━━ Record extracts

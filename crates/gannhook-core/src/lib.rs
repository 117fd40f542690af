//! # Gannhook
//!
//! Webhook alert server for Gann-based TradingView alerts.
//!
//! Gannhook receives webhook notifications from charting platforms, tags each
//! alert with a type and priority derived from keyword matching against Gann
//! trading patterns, and keeps a bounded in-memory history queryable per bot.
//!
//! ## Architecture
//!
//! - **Classifier**: pure keyword-rule classification of alert payloads
//! - **Store**: bounded, most-recent-first alert history with eviction
//! - **Ingest**: the receive → classify → store pipeline
//! - **API**: REST endpoints for webhooks, alert queries, and status
//!
//! ## Quick Start
//!
//! ```bash
//! # Start the webhook server on the default port (3000)
//! gannhook
//!
//! # Point TradingView at http://<host>:3000/webhook/<your-bot-id>
//! ```

#![warn(missing_docs)]
#![warn(clippy::all)]
#![allow(clippy::module_name_repetitions)]

pub mod api;
pub mod classifier;
pub mod config;
pub mod error;
pub mod ingest;
pub mod models;
pub mod store;

pub use config::Config;
pub use error::{Error, Result};

/// Re-exports for convenience
pub mod prelude {
    pub use crate::classifier::Classifier;
    pub use crate::config::Config;
    pub use crate::error::{Error, Result};
    pub use crate::ingest::Ingestor;
    pub use crate::models::*;
    pub use crate::store::AlertStore;
}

━━━━

Requirement
Copy, please, exactly the lines that start at the first line of the data and end at the line containing "matching against Gann", both kept and no others.

Solution below
filename crates/gannhook-core/src/lib.rs
repository 117fd40f542690af
//! # Gannhook
//!
//! Webhook alert server for Gann-based TradingView alerts.
//!
//! Gannhook receives webhook notifications from charting platforms, tags each
//! alert with a type and priority derived from keyword matching against Gann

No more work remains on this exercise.